- WHAT THE TASK ASKS
The answer must be a single number: how many lines below contain "filename".

Saved entries
----

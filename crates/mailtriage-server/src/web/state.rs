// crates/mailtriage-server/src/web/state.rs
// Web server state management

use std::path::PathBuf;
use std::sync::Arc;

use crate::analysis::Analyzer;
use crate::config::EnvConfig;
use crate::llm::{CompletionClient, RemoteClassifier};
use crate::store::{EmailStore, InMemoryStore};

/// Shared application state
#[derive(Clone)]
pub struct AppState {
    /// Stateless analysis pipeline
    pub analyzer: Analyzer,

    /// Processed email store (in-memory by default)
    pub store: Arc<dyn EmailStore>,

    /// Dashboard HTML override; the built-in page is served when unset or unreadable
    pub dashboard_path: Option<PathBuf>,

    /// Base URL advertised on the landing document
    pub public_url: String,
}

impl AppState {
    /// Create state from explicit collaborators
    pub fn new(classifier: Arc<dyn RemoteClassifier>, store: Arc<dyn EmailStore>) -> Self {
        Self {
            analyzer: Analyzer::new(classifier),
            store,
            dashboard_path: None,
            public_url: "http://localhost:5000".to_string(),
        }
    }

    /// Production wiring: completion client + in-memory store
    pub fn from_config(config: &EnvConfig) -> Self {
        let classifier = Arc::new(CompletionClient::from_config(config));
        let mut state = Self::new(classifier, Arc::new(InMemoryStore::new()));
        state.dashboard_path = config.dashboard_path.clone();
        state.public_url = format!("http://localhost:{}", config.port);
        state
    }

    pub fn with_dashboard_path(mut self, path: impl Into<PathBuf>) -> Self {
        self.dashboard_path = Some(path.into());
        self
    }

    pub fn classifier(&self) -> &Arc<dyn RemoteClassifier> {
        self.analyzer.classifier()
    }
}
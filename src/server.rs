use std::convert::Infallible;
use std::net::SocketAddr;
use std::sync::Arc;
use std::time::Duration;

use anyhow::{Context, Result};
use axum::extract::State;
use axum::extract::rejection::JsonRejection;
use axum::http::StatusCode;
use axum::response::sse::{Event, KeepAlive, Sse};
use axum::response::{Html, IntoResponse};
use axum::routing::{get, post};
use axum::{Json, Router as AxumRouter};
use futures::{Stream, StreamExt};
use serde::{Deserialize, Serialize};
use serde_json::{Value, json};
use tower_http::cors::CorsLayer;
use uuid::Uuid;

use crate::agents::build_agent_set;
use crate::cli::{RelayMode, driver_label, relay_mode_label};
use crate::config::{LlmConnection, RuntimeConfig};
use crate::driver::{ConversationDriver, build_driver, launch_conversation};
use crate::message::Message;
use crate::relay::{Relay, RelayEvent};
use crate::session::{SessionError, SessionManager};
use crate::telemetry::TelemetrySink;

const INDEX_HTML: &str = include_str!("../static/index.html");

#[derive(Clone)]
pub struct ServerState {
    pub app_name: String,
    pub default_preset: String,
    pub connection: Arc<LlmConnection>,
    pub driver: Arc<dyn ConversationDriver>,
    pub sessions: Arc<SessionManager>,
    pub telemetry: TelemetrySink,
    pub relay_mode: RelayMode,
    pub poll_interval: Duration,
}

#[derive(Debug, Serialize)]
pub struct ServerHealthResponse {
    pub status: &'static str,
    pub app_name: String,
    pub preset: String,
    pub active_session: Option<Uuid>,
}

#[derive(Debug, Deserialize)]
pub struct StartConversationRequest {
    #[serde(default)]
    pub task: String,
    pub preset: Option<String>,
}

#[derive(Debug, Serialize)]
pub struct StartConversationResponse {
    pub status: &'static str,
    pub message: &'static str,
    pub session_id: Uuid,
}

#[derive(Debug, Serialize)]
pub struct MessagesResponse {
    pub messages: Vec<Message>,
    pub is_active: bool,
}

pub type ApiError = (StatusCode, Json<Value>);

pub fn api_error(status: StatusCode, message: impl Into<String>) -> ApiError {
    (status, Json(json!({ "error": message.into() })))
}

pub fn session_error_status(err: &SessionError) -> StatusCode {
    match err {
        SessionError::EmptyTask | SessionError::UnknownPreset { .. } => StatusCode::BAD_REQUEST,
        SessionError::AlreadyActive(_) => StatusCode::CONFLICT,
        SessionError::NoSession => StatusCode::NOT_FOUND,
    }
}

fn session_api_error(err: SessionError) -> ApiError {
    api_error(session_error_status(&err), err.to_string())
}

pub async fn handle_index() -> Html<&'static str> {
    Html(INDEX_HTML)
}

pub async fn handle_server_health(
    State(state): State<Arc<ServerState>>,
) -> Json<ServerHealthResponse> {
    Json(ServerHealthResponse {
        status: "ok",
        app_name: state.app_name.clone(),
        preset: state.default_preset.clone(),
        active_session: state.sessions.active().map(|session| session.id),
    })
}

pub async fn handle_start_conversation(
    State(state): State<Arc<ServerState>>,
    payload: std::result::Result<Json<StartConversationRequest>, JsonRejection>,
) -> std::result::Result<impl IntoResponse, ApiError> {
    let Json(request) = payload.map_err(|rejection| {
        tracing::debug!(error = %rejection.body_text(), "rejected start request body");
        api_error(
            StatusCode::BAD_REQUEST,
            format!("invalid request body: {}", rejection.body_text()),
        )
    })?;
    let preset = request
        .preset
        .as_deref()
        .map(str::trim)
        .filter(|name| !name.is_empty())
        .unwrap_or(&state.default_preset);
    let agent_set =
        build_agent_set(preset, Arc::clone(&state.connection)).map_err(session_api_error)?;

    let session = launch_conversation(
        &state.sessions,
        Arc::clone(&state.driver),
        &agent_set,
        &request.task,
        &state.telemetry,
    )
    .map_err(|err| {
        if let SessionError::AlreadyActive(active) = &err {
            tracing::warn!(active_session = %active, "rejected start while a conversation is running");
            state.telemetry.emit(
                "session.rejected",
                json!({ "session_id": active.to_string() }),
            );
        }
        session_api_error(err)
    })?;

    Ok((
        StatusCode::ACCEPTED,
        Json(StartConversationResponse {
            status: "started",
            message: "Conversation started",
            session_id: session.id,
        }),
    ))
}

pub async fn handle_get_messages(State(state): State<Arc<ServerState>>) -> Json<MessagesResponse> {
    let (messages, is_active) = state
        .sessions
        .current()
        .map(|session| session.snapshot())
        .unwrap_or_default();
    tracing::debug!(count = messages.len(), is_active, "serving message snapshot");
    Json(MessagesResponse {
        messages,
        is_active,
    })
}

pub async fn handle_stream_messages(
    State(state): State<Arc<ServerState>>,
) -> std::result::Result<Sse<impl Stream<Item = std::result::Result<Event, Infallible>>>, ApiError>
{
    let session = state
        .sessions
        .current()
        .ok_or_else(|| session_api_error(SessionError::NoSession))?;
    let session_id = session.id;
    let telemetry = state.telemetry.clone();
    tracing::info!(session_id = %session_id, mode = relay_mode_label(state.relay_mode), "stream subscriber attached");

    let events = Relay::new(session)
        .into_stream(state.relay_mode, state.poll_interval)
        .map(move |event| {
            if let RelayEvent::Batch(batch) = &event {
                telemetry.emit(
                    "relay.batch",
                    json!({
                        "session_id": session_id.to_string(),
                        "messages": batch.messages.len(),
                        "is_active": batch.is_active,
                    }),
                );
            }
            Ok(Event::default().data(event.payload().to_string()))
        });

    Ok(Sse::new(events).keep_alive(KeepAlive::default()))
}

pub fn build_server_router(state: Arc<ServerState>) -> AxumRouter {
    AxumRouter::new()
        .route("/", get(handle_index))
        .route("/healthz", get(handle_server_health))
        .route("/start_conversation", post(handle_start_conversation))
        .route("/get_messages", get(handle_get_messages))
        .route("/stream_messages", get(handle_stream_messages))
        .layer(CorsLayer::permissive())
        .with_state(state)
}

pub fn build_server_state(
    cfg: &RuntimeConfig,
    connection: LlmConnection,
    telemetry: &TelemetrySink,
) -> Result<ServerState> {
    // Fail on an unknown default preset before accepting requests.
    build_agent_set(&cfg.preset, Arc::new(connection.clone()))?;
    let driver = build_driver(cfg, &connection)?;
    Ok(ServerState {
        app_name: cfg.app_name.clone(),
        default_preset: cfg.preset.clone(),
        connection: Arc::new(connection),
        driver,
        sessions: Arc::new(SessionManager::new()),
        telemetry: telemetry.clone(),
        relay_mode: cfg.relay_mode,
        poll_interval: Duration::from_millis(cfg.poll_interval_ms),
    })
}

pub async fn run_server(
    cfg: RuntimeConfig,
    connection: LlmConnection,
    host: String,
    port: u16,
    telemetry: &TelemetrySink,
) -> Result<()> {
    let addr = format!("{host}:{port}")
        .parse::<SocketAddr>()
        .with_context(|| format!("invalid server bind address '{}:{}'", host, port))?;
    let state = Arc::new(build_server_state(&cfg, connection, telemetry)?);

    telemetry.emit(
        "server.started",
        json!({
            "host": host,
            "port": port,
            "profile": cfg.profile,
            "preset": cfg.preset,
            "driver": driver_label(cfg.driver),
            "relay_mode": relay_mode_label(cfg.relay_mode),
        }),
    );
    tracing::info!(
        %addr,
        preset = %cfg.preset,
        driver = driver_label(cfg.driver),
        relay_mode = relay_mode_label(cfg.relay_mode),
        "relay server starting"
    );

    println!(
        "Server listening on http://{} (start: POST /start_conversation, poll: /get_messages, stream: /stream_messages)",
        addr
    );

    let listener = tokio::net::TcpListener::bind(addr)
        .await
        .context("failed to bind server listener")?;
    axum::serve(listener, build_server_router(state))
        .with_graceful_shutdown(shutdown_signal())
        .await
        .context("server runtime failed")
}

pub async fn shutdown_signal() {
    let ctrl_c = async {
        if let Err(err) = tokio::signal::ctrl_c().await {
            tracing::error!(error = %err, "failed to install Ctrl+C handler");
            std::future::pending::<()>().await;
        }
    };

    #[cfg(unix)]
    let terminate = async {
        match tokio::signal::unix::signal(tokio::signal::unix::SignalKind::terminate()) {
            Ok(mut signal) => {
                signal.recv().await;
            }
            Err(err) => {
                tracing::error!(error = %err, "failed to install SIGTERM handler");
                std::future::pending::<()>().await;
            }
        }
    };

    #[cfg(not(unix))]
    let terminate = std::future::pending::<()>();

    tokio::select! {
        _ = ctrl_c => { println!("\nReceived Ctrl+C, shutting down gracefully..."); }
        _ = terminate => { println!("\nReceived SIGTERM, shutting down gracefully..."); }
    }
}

----

- WRITTEN ANSWER
2